## What the task requires:
Read through the entries below and return each line with the word "version".
======== Source material
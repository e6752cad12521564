//! Build plan representation for sequential execution

use crate::recipe::{ModeSpec, ParsedStep, YamlRecipe};
use kiln_errors::{BuildError, Error};
use kiln_types::{BuildStep, EmptyGlobPolicy, FileMode, StepKind};
use serde::Serialize;
use std::collections::BTreeMap;
use std::path::{Component, Path};

/// Image identity taken from the recipe
#[derive(Debug, Clone, PartialEq, Eq, Serialize)]
pub struct RecipeMetadata {
    pub name: String,
    pub version: String,
    pub description: Option<String>,
}

/// Complete build plan extracted from a recipe
///
/// Steps carry their 1-based declared order; the sequencer runs them in
/// exactly that order.
#[derive(Debug, Clone, Serialize)]
pub struct BuildPlan {
    pub metadata: RecipeMetadata,

    /// Base image identity, fixed for the whole sequence
    pub base_image: String,

    /// Environment variables applied to every command
    pub environment: BTreeMap<String, String>,

    pub steps: Vec<BuildStep>,
}

impl BuildPlan {
    /// Create a plan from step kinds, numbering them in order
    #[must_use]
    pub fn new(
        name: impl Into<String>,
        version: impl Into<String>,
        base_image: impl Into<String>,
        steps: impl IntoIterator<Item = StepKind>,
    ) -> Self {
        Self {
            metadata: RecipeMetadata {
                name: name.into(),
                version: version.into(),
                description: None,
            },
            base_image: base_image.into(),
            environment: BTreeMap::new(),
            steps: number_steps(steps),
        }
    }

    /// Set an environment variable for every command
    #[must_use]
    pub fn with_env(mut self, key: impl Into<String>, value: impl Into<String>) -> Self {
        self.environment.insert(key.into(), value.into());
        self
    }

    /// Create a build plan from a YAML recipe
    ///
    /// # Errors
    ///
    /// Returns an error if a copy source escapes the source tree or a file
    /// mode does not parse.
    pub fn from_yaml(recipe: &YamlRecipe) -> Result<Self, Error> {
        let steps = recipe
            .steps
            .iter()
            .map(convert_step)
            .collect::<Result<Vec<_>, Error>>()?;

        Ok(Self {
            metadata: RecipeMetadata {
                name: recipe.metadata.name.clone(),
                version: recipe.metadata.version.clone(),
                description: recipe.metadata.description.clone(),
            },
            base_image: recipe.base.clone(),
            environment: recipe.environment.variables.clone(),
            steps: number_steps(steps),
        })
    }

    /// Image reference in `name:version` form
    #[must_use]
    pub fn reference(&self) -> String {
        format!("{}:{}", self.metadata.name, self.metadata.version)
    }

    /// The startup command the plan will record: the last one declared
    #[must_use]
    pub fn startup_command(&self) -> Option<&str> {
        self.steps.iter().rev().find_map(|step| match &step.kind {
            StepKind::SetStartupCommand { command } => Some(command.as_str()),
            _ => None,
        })
    }

    #[must_use]
    pub fn len(&self) -> usize {
        self.steps.len()
    }

    #[must_use]
    pub fn is_empty(&self) -> bool {
        self.steps.is_empty()
    }
}

fn number_steps(steps: impl IntoIterator<Item = StepKind>) -> Vec<BuildStep> {
    steps
        .into_iter()
        .enumerate()
        .map(|(position, kind)| BuildStep::new(position + 1, kind))
        .collect()
}

fn allow_empty_policy(allow_empty: Option<bool>) -> Option<EmptyGlobPolicy> {
    allow_empty.map(|allow| {
        if allow {
            EmptyGlobPolicy::Ignore
        } else {
            EmptyGlobPolicy::Fail
        }
    })
}

fn convert_step(step: &ParsedStep) -> Result<StepKind, Error> {
    let kind = match step {
        ParsedStep::Mkdir { mkdir } => StepKind::CreateDirectory {
            path: mkdir.clone(),
        },
        ParsedStep::Workdir { workdir } => StepKind::SetWorkingDirectory {
            path: workdir.clone(),
        },
        ParsedStep::Copy { copy } => {
            validate_copy_source(&copy.from)?;
            StepKind::CopyFiles {
                source: copy.from.clone(),
                destination: copy.to.clone(),
                empty_glob: allow_empty_policy(copy.allow_empty),
            }
        }
        ParsedStep::Run {
            run,
            manifest,
            timeout,
        } => StepKind::RunCommand {
            command: run.clone(),
            manifest: manifest.clone(),
            timeout: *timeout,
        },
        ParsedStep::Chmod { chmod } => StepKind::SetFilePermissions {
            pattern: chmod.path.clone(),
            mode: file_mode(&chmod.mode)?,
            empty_glob: allow_empty_policy(chmod.allow_empty),
        },
        ParsedStep::Cmd { cmd } => StepKind::SetStartupCommand {
            command: cmd.clone(),
        },
    };
    Ok(kind)
}

/// Bare YAML numbers are read as octal digits, so `755` means `0o755`
fn file_mode(mode: &ModeSpec) -> Result<FileMode, BuildError> {
    match mode {
        ModeSpec::Text(text) => text.parse(),
        ModeSpec::Number(value) => value
            .to_string()
            .parse()
            .map_err(|_| BuildError::UnquotedMode { value: *value }),
    }
}

/// Copy sources are host paths relative to the source tree and must stay in it
pub(crate) fn validate_copy_source(source: &str) -> Result<(), BuildError> {
    let path = Path::new(source);
    if path.is_absolute() {
        return Err(BuildError::InvalidPath {
            path: source.to_string(),
            reason: "copy source must be relative to the source tree".to_string(),
        });
    }
    if path.components().any(|c| matches!(c, Component::ParentDir)) {
        return Err(BuildError::InvalidPath {
            path: source.to_string(),
            reason: "copy source must not leave the source tree".to_string(),
        });
    }
    Ok(())
}

#[cfg(test)]
mod tests {
    use super::*;
    use crate::recipe::parse_yaml_recipe_from_string;

    const RECIPE: &str = r#"
metadata:
  name: fastapi-app
  version: 0.1.0
base: python:3.11
steps:
  - mkdir: /app
  - workdir: /app
  - copy: { from: pyproject.toml, to: /app }
  - run: poetry install
    manifest: pyproject.toml
  - copy: { from: ".", to: "." }
  - chmod: { path: docker/*.sh, mode: 755, allow_empty: false }
  - cmd: run-migrations head
"#;

    #[test]
    fn test_steps_numbered_from_one() {
        let recipe = parse_yaml_recipe_from_string(RECIPE).unwrap();
        let plan = BuildPlan::from_yaml(&recipe).unwrap();

        let indices: Vec<usize> = plan.steps.iter().map(|s| s.index).collect();
        assert_eq!(indices, vec![1, 2, 3, 4, 5, 6, 7]);
        assert_eq!(plan.reference(), "fastapi-app:0.1.0");
        assert_eq!(plan.startup_command(), Some("run-migrations head"));
        assert_eq!(
            plan.steps[5].kind,
            StepKind::SetFilePermissions {
                pattern: "docker/*.sh".into(),
                mode: FileMode::Exact(0o755),
                empty_glob: Some(EmptyGlobPolicy::Fail),
            }
        );
    }

    #[test]
    fn test_last_startup_command_wins() {
        let plan = BuildPlan::new(
            "app",
            "1",
            "scratch",
            [
                StepKind::SetStartupCommand {
                    command: "first".into(),
                },
                StepKind::CreateDirectory { path: "/x".into() },
                StepKind::SetStartupCommand {
                    command: "second".into(),
                },
            ],
        );
        assert_eq!(plan.startup_command(), Some("second"));
    }

    #[test]
    fn test_copy_source_must_stay_in_tree() {
        assert!(validate_copy_source("src/*.py").is_ok());
        assert!(validate_copy_source(".").is_ok());
        assert!(matches!(
            validate_copy_source("/etc/passwd"),
            Err(BuildError::InvalidPath { .. })
        ));
        assert!(matches!(
            validate_copy_source("../secrets"),
            Err(BuildError::InvalidPath { .. })
        ));
    }

    #[test]
    fn test_bad_mode_rejected() {
        let yaml = r"
metadata:
  name: app
base: scratch
steps:
  - chmod: { path: bin/*, mode: sometimes }
";
        let recipe = parse_yaml_recipe_from_string(yaml).unwrap();
        let err = BuildPlan::from_yaml(&recipe).unwrap_err();
        assert!(matches!(
            err,
            Error::Build(BuildError::InvalidMode { .. })
        ));
    }

    #[test]
    fn test_unquoted_octal_mode_asks_for_quotes() {
        // YAML reads 0o755 as the integer 493
        let yaml = r"
metadata:
  name: app
base: scratch
steps:
  - chmod: { path: bin/*, mode: 0o755 }
";
        let recipe = parse_yaml_recipe_from_string(yaml).unwrap();
        let err = BuildPlan::from_yaml(&recipe).unwrap_err();
        assert!(matches!(
            err,
            Error::Build(BuildError::UnquotedMode { value: 493 })
        ));
        assert!(err.to_string().contains("quote octal modes"));

        let quoted = yaml.replace("mode: 0o755", r#"mode: "0o755""#);
        let plan = BuildPlan::from_yaml(&parse_yaml_recipe_from_string(&quoted).unwrap()).unwrap();
        assert!(matches!(
            plan.steps[0].kind,
            StepKind::SetFilePermissions {
                mode: FileMode::Exact(0o755),
                ..
            }
        ));
    }
}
================
## Reply:
    pub version: String,
        version: impl Into<String>,
                version: version.into(),
                version: recipe.metadata.version.clone(),
    /// Image reference in `name:version` form
        format!("{}:{}", self.metadata.name, self.metadata.version)
  version: 0.1.0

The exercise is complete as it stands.